Под массовые чистки 1937–1938 годов в центральном аппарате и резидентурах НКВД попали многие чекисты, которые работали по делу братьев Солоневичей. Большая часть этих оперативных работников была расстреляна. Неосведомлённость новых московских руководителей НКВД и «повторение пройденного» откровенно проступали в тех запросах и указаниях, которые они рассылали в обезлюженные резидентуры. Так, в начале апреля 1939 года в берлинскую резидентуру было направлено инструктивное письмо по налаживанию работы по «спортсменам». В документе указывались давно известные и ранее обсуждавшиеся в переписке факты: что Солоневич работает в тесном контакте с генералом Бискупским (Русский эмигрантский комитет), бароном Меллер-Закомельским и полковником Скалоном (РНСД), а также генералом Антоном Васильевичем Туркулом[158] (РНСУВ). Но появилось и нечто новое: по сведениям Москвы, «Солоневич, Туркул и другие, являясь агентами немецкой разведки, ведут по её заданию работу по объединению активной части белой эмиграции в так называемый „Российский национальный фронт (РНФ)“. Фронт всецело находится в руках немцев, которые планируют его использование в борьбе против Советского Союза». В отношении Ивана Солоневича Москву интересовало всё: от распорядка и образа жизни до адреса местожительства.

Выполнить это задание было сложно. Деятельность советской разведки в Германии в конце 1930-х годов была практически заморожена. В 1937 году был вызван в Москву и репрессирован легальный резидент Борис Моисеевич Гордон. А. И. Агаянц, назначенный центром на «замену» Гордону, так и не получил возможности наладить её должным образом. В декабре 1938 года молодой резидент попал на операционный стол по поводу прободения язвы желудка. Но хирургическая помощь запоздала, Агаянц скончался прямо в госпитале. Почти год резидентура не имела полномочного руководителя.

С сентября 1939-го по июль 1941 года легальным резидентом советской разведки в Берлине был Амаяк Захарович Кобулов (псевдоним «Захар»). Карьера его началась после возвышения Берии, ставшего главой НКВД. В российской «шпионологической» литературе не раз отмечалось, что «Захар» не обладал не то что данными для разведывательной работы, но и элементарной грамотностью. Он был дилетантом, но с чрезвычайно развитым самомнением и амбициями и потому с первых дней пребывания в Берлине попал в поле зрения гестапо. Среди приобретённых Кобуловым «ценных источников» был латышский журналист Орест Берлинкс, 26 лет, корреспондент рижской газеты «Бриве земе», который передавал «Захару» дезинформацию о мирных намерениях Гитлера в отношении СССР, используя якобы имеющиеся у него источники в германском МИДе. «Дезу» составлял сам министр Риббентроп, а агентурной работой Берлинкса руководил штандартенфюрер Ликус, начальник отделения 4-D гестапо.

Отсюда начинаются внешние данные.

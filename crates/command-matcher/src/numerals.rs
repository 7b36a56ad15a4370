//! Spoken Slovene numerals.
//!
//! `parse_number` resolves word sequences like "petindvajset" or
//! "dvajset in tri" into integers, with fuzzy fallbacks for ASR typos.

use crate::error::NumberParseError;
use crate::normalize::transliterate;
use crate::similarity::{PartialRatio, Similarity};
use regex::Regex;
use std::sync::OnceLock;

/// Unit words 0-19 as authored, before transliteration.
const RAW_UNIT_WORDS: &[(&str, i64)] = &[
    ("nič", 0),
    ("ena", 1),
    ("dva", 2),
    ("tri", 3),
    ("štiri", 4),
    ("pet", 5),
    ("šest", 6),
    ("sedem", 7),
    ("osem", 8),
    ("devet", 9),
    ("deset", 10),
    ("enajst", 11),
    ("dvanajst", 12),
    ("trinajst", 13),
    ("štirinajst", 14),
    ("petnajst", 15),
    ("šestnajst", 16),
    ("sedemnajst", 17),
    ("osemnajst", 18),
    ("devetnajst", 19),
];

/// Tens words 20-90 as authored, before transliteration.
const RAW_TENS_WORDS: &[(&str, i64)] = &[
    ("dvajset", 20),
    ("trideset", 30),
    ("štirideset", 40),
    ("petdeset", 50),
    ("šestdeset", 60),
    ("sedemdeset", 70),
    ("osemdeset", 80),
    ("devetdeset", 90),
];

/// Minimum fuzzy score for the typo fallback.
const FUZZY_ACCEPT: u8 = 80;

fn unit_words() -> &'static [(String, i64)] {
    static TABLE: OnceLock<Vec<(String, i64)>> = OnceLock::new();
    TABLE.get_or_init(|| {
        RAW_UNIT_WORDS
            .iter()
            .map(|&(word, value)| (transliterate(word), value))
            .collect()
    })
}

fn tens_words() -> &'static [(String, i64)] {
    static TABLE: OnceLock<Vec<(String, i64)>> = OnceLock::new();
    TABLE.get_or_init(|| {
        RAW_TENS_WORDS
            .iter()
            .map(|&(word, value)| (transliterate(word), value))
            .collect()
    })
}

fn vocabulary() -> impl Iterator<Item = &'static (String, i64)> {
    unit_words().iter().chain(tens_words().iter())
}

fn digit_run_regex() -> &'static Regex {
    static RE: OnceLock<Regex> = OnceLock::new();
    RE.get_or_init(|| Regex::new(r"\d+").expect("Invalid regex pattern - this is a bug"))
}

/// Parse spoken Slovene number text into an integer.
///
/// Strategies are tried in order of specificity; the first success wins:
/// compound split on the connective "in", pure digits, exact vocabulary,
/// tens-prefix and tens-suffix decomposition, fuzzy vocabulary lookup,
/// and finally any digit run embedded in the text.
pub fn parse_number(text: &str) -> Result<i64, NumberParseError> {
    let text = transliterate(text.trim()).to_lowercase();
    parse_normalized(&text)
}

fn parse_normalized(text: &str) -> Result<i64, NumberParseError> {
    if text.is_empty() {
        return Err(NumberParseError {
            text: text.to_string(),
        });
    }

    // compounds: "dvajset in tri", but also concatenated "petindvajset";
    // the connective is matched as a substring, so both forms split here
    if let Some(idx) = text.find("in") {
        let left = text[..idx].trim();
        let right = text[idx + 2..].trim();
        if let (Ok(l), Ok(r)) = (parse_normalized(left), parse_normalized(right)) {
            return Ok(l + r);
        }
    }

    if text.bytes().all(|b| b.is_ascii_digit()) {
        if let Ok(n) = text.parse::<i64>() {
            return Ok(n);
        }
    }

    for (word, value) in vocabulary() {
        if text == word.as_str() {
            return Ok(*value);
        }
    }

    // tens+unit run together, e.g. "sestdesetsest"
    for (word, value) in tens_words() {
        if let Some(rest) = text.strip_prefix(word.as_str()) {
            if let Ok(unit) = parse_normalized(rest.trim()) {
                return Ok(value + unit);
            }
        }
    }

    // unit+tens run together, e.g. "sestdvajset"
    for (word, value) in tens_words() {
        if let Some(rest) = text.strip_suffix(word.as_str()) {
            if let Ok(unit) = parse_normalized(rest.trim()) {
                return Ok(value + unit);
            }
        }
    }

    // minor ASR typos
    let scorer = PartialRatio;
    let mut best: Option<(i64, u8)> = None;
    for (word, value) in vocabulary() {
        let score = scorer.score(text, word);
        if best.map_or(true, |(_, b)| score > b) {
            best = Some((*value, score));
        }
    }
    if let Some((value, score)) = best {
        if score >= FUZZY_ACCEPT {
            return Ok(value);
        }
    }

    // digits buried in other characters
    if let Some(run) = digit_run_regex().find(text) {
        if let Ok(n) = run.as_str().parse::<i64>() {
            return Ok(n);
        }
    }

    Err(NumberParseError {
        text: text.to_string(),
    })
}
//! Utterance recognition against a compiled template catalog.

use crate::error::{MatchError, TemplateError};
use crate::normalize::normalize;
use crate::numerals::parse_number;
use crate::similarity::{PartialRatio, Similarity};
use crate::template::CommandTemplate;
use serde::{Deserialize, Serialize};
use std::collections::HashMap;
use tracing::{debug, warn};

/// Minimum fixed-text similarity for a template to win.
pub const DEFAULT_THRESHOLD: u8 = 70;

/// Degree-unit words stripped from slot text before numeral parsing,
/// longest suffix first.
const UNIT_SUFFIXES: &[&str] = &["stopinje", "stopinjo", "stopinja", "stopinj"];

/// A slot value resolved from an utterance: a parsed numeral, or the raw
/// captured text when no integer could be derived.
#[derive(Debug, Clone, PartialEq, Eq, Serialize, Deserialize)]
#[serde(untagged)]
pub enum SlotValue {
    Number(i64),
    Text(String),
}

impl SlotValue {
    pub fn as_number(&self) -> Option<i64> {
        match self {
            SlotValue::Number(n) => Some(*n),
            SlotValue::Text(_) => None,
        }
    }

    pub fn as_text(&self) -> Option<&str> {
        match self {
            SlotValue::Number(_) => None,
            SlotValue::Text(t) => Some(t),
        }
    }
}

/// The result of recognizing one utterance.
#[derive(Debug, Clone, PartialEq, Serialize, Deserialize)]
pub struct RecognizedAction {
    /// The winning template's original string, the catalog key the
    /// dispatcher resolves.
    pub action_id: String,
    /// Slot name to resolved value.
    pub parameters: HashMap<String, SlotValue>,
}

/// Matches normalized utterances against a compiled catalog.
///
/// The catalog is compiled once at construction and never mutated, so a
/// matcher is safe to share across concurrent recognitions.
pub struct CommandMatcher {
    templates: Vec<CommandTemplate>,
    scorer: Box<dyn Similarity>,
}

impl CommandMatcher {
    /// Compile a catalog of template strings with the default
    /// partial-ratio scorer.
    pub fn new<I, S>(catalog: I) -> Result<Self, TemplateError>
    where
        I: IntoIterator<Item = S>,
        S: AsRef<str>,
    {
        Self::with_scorer(catalog, Box::new(PartialRatio))
    }

    /// Compile a catalog with a caller-provided similarity scorer.
    pub fn with_scorer<I, S>(catalog: I, scorer: Box<dyn Similarity>) -> Result<Self, TemplateError>
    where
        I: IntoIterator<Item = S>,
        S: AsRef<str>,
    {
        let templates = catalog
            .into_iter()
            .map(|t| CommandTemplate::compile(t.as_ref()))
            .collect::<Result<Vec<_>, _>>()?;
        Ok(Self { templates, scorer })
    }

    /// Number of compiled templates.
    pub fn len(&self) -> usize {
        self.templates.len()
    }

    pub fn is_empty(&self) -> bool {
        self.templates.is_empty()
    }

    /// Recognize an utterance with [`DEFAULT_THRESHOLD`].
    pub fn recognize(&self, utterance: &str) -> Result<RecognizedAction, MatchError> {
        self.recognize_with_threshold(utterance, DEFAULT_THRESHOLD)
    }

    /// Recognize an utterance: normalize, pick the best-scoring template
    /// by fixed text, then extract and resolve its slots.
    pub fn recognize_with_threshold(
        &self,
        utterance: &str,
        threshold: u8,
    ) -> Result<RecognizedAction, MatchError> {
        if self.templates.is_empty() {
            return Err(MatchError::EmptyCatalog);
        }

        let clean = normalize(utterance);

        // Distinct fixed texts; on a collision the later catalog entry
        // wins, so authors must keep fixed texts unique.
        let mut by_fixed: HashMap<&str, &CommandTemplate> = HashMap::new();
        for tpl in &self.templates {
            if let Some(earlier) = by_fixed.insert(tpl.fixed_text.as_str(), tpl) {
                warn!(
                    fixed_text = %tpl.fixed_text,
                    earlier = %earlier.template,
                    later = %tpl.template,
                    "fixed-text collision, later template wins"
                );
            }
        }

        // Scored in catalog order for deterministic tie-breaking.
        let mut best: Option<(&CommandTemplate, u8)> = None;
        for tpl in &self.templates {
            let owns_fixed = by_fixed
                .get(tpl.fixed_text.as_str())
                .map_or(false, |winner| std::ptr::eq(*winner, tpl));
            if !owns_fixed {
                continue;
            }
            let score = self.scorer.score(&clean, &tpl.fixed_text);
            debug!(template = %tpl.template, score, "scored candidate");
            if best.map_or(true, |(_, b)| score > b) {
                best = Some((tpl, score));
            }
        }

        let Some((winner, best_score)) = best else {
            return Err(MatchError::EmptyCatalog);
        };

        if best_score < threshold {
            debug!(%clean, best_score, "no template above threshold");
            return Err(MatchError::NoMatch {
                utterance: utterance.to_string(),
                best_score,
            });
        }

        let mut parameters = HashMap::new();
        if let Some(caps) = winner.captures(&clean) {
            for name in &winner.slot_names {
                if let Some(m) = caps.name(name) {
                    let raw = m.as_str().trim();
                    parameters.insert(name.clone(), resolve_slot(raw));
                }
            }
        } else {
            // Fixed text was close enough but the slot content broke the
            // pattern anchors. Approximate the slot text instead; every
            // declared slot gets the same value, which is only meaningful
            // for single-slot templates.
            let approximated = approximate_slot_text(&clean, &winner.fixed_text);
            debug!(
                template = %winner.template,
                slot_text = %approximated,
                "pattern mismatch, approximating slot content"
            );
            for name in &winner.slot_names {
                parameters.insert(name.clone(), resolve_slot(&approximated));
            }
        }

        Ok(RecognizedAction {
            action_id: winner.template.clone(),
            parameters,
        })
    }
}

/// Resolve captured slot text: strip a trailing degree-unit word, parse as
/// a spoken numeral, fall back to the raw text.
fn resolve_slot(raw: &str) -> SlotValue {
    let mut numeric = raw;
    for suffix in UNIT_SUFFIXES {
        if let Some(stripped) = numeric.strip_suffix(suffix) {
            numeric = stripped.trim_end();
            break;
        }
    }
    match parse_number(numeric) {
        Ok(n) => SlotValue::Number(n),
        Err(_) => SlotValue::Text(raw.to_string()),
    }
}

/// Approximate slot content when the winning pattern does not match:
/// remove the literal fixed text from the utterance, or fall back to the
/// last whitespace-delimited token.
fn approximate_slot_text(clean: &str, fixed_text: &str) -> String {
    if !fixed_text.is_empty() {
        let stripped = clean.replacen(fixed_text, "", 1);
        let stripped = stripped.trim();
        if !stripped.is_empty() && stripped != clean {
            return stripped.to_string();
        }
    }
    clean
        .split_whitespace()
        .last()
        .unwrap_or_default()
        .to_string()
}

#[cfg(test)]
mod tests {
    use super::*;

    const SET_TEMP: &str = "Nastavi temperaturo na <temperature> stopinj";

    #[test]
    fn recognizes_template_and_parses_slot() {
        let matcher = CommandMatcher::new([SET_TEMP]).expect("compiles");
        let action = matcher
            .recognize("nastavi temperaturo na petnajst stopinj")
            .expect("recognized");
        assert_eq!(action.action_id, SET_TEMP);
        assert_eq!(
            action.parameters.get("temperature"),
            Some(&SlotValue::Number(15))
        );
    }

    #[test]
    fn tolerates_fillers_and_punctuation() {
        let matcher = CommandMatcher::new([SET_TEMP]).expect("compiles");
        let action = matcher
            .recognize("Hej, prosim nastavi temperaturo na 22 stopinj!")
            .expect("recognized");
        assert_eq!(
            action.parameters.get("temperature"),
            Some(&SlotValue::Number(22))
        );
    }

    #[test]
    fn unrelated_utterance_is_no_match() {
        let matcher = CommandMatcher::new([SET_TEMP]).expect("compiles");
        let err = matcher
            .recognize("povej mi vic o zajcih")
            .expect_err("must not match");
        match err {
            MatchError::NoMatch {
                utterance,
                best_score,
            } => {
                assert_eq!(utterance, "povej mi vic o zajcih");
                assert!(best_score < DEFAULT_THRESHOLD);
            }
            other => panic!("expected NoMatch, got {other:?}"),
        }
    }

    #[test]
    fn empty_catalog_always_fails() {
        let matcher = CommandMatcher::new(Vec::<String>::new()).expect("compiles");
        for utterance in ["vklopi sistem", ""] {
            assert_eq!(
                matcher.recognize(utterance),
                Err(MatchError::EmptyCatalog)
            );
        }
    }

    #[test]
    fn zero_slot_template_has_empty_parameters() {
        let matcher = CommandMatcher::new(["Vklopi sistem"]).expect("compiles");
        let action = matcher.recognize("vklopi sistem").expect("recognized");
        assert_eq!(action.action_id, "Vklopi sistem");
        assert!(action.parameters.is_empty());
    }

    #[test]
    fn two_slot_template_fills_both_slots() {
        let matcher = CommandMatcher::new(["Nastavi krog <loop> na <temperature> stopinj"])
            .expect("compiles");
        // two slots leave little fixed text to score against, so allow a
        // lower acceptance bound than the interactive default
        let action = matcher
            .recognize_with_threshold("nastavi krog dva na dvajset stopinj", 50)
            .expect("recognized");
        assert_eq!(action.parameters.len(), 2);
        assert_eq!(action.parameters.get("loop"), Some(&SlotValue::Number(2)));
        assert_eq!(
            action.parameters.get("temperature"),
            Some(&SlotValue::Number(20))
        );
    }

    #[test]
    fn unparseable_slot_text_stays_raw() {
        let matcher =
            CommandMatcher::new(["Nastavi režim na <mode> način"]).expect("compiles");
        let action = matcher
            .recognize("nastavi režim na eco način")
            .expect("recognized");
        assert_eq!(
            action.parameters.get("mode"),
            Some(&SlotValue::Text("eco".to_string()))
        );
    }

    #[test]
    fn strips_degree_suffix_before_parsing() {
        assert_eq!(resolve_slot("petnajst stopinj"), SlotValue::Number(15));
        assert_eq!(resolve_slot("22 stopinj"), SlotValue::Number(22));
        assert_eq!(resolve_slot("tri stopinje"), SlotValue::Number(3));
    }

    #[test]
    fn later_template_wins_fixed_text_collision() {
        // same fixed text, different slot name
        let matcher = CommandMatcher::new([
            "Nastavi temperaturo na <a> stopinj",
            "Nastavi temperaturo na <b> stopinj",
        ])
        .expect("compiles");
        let action = matcher
            .recognize("nastavi temperaturo na pet stopinj")
            .expect("recognized");
        assert_eq!(action.action_id, "Nastavi temperaturo na <b> stopinj");
        assert_eq!(action.parameters.get("b"), Some(&SlotValue::Number(5)));
    }

    #[test]
    fn pattern_mismatch_falls_back_to_approximated_slot() {
        // slot content after the final literal breaks the anchors, but the
        // fixed text is still present verbatim and scores 100
        let matcher = CommandMatcher::new([SET_TEMP]).expect("compiles");
        let action = matcher
            .recognize("nastavi temperaturo na stopinj petnajst")
            .expect("recognized");
        assert_eq!(action.action_id, SET_TEMP);
        let value = action.parameters.get("temperature").expect("slot present");
        assert_eq!(value, &SlotValue::Number(15));
    }

    #[test]
    fn approximate_slot_text_removes_fixed_text() {
        assert_eq!(
            approximate_slot_text("vklopi sistem takoj", "vklopi sistem"),
            "takoj"
        );
        // nothing removed: fall back to the last token
        assert_eq!(
            approximate_slot_text("nastavi nekaj drugega", "vklopi sistem"),
            "drugega"
        );
        // removal leaves nothing: fall back to the last token
        assert_eq!(
            approximate_slot_text("vklopi sistem", "vklopi sistem"),
            "sistem"
        );
    }
}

Через 60 лет после жизни в нацистской Германии Юрий Солоневич вспоминал, что покушения на них не прекращались даже там:

«В одной только Германии было шесть покушений. Одна бомба взорвалась в Гамбурге. К счастью, никого не убила, но могла. Это было в большом зале, где 6 тысяч людей должны были собраться через четверть часа. И она бабахнула из-под кафедры, где батька должен был говорить»[159].

Указать на конкретное авторство этих покушений сейчас практически невозможно. В условиях «жёсткого контрразведывательного режима» в нацистской Германии советская разведка не предпринимала острых акций на её территории, тем более по физической ликвидации врагов Советского Союза. Такой подход ещё более укрепился после подписания советско-германского пакта о ненападении. Сталин не хотел осложнений с Гитлером. Поэтому покушения на Солоневича вряд ли имели советскую подоплёку. Впрочем, можно допустить, что кто-то из антифашистского сопротивления, а именно — подпольные ячейки компартии Германии на свой страх и риск пытались ликвидировать Ивана Солоневича, который вёл в то время масштабную пропагандистскую работу против СССР и Сталина.

Перейти на страницу:

Все книги серии Жизнь замечательных людей

Газзаев
Газзаев

Имя Валерия Газзаева хорошо известно миллионам любителей футбола. Завершив карьеру футболиста, талантливый нападающий середины семидесятых — восьмидесятых годов связал свою дальнейшую жизнь с одной из самых трудных спортивных профессий, стал футбольным тренером. Беззаветно преданный своему делу, он смог добиться выдающихся успехов и получил широкое признание не только в нашей стране, но и за рубежом.Жизненный путь, который прошел герой книги Анатолия Житнухина, отмечен не только спортивными победами, но и горечью тяжелых поражений, драматическими поворотами в судьбе. Он предстает перед читателем как яркая и неординарная личность, как человек, верный и надежный в жизни, способный до конца отстаивать свои цели и принципы.Книга рассчитана на широкий круг читателей.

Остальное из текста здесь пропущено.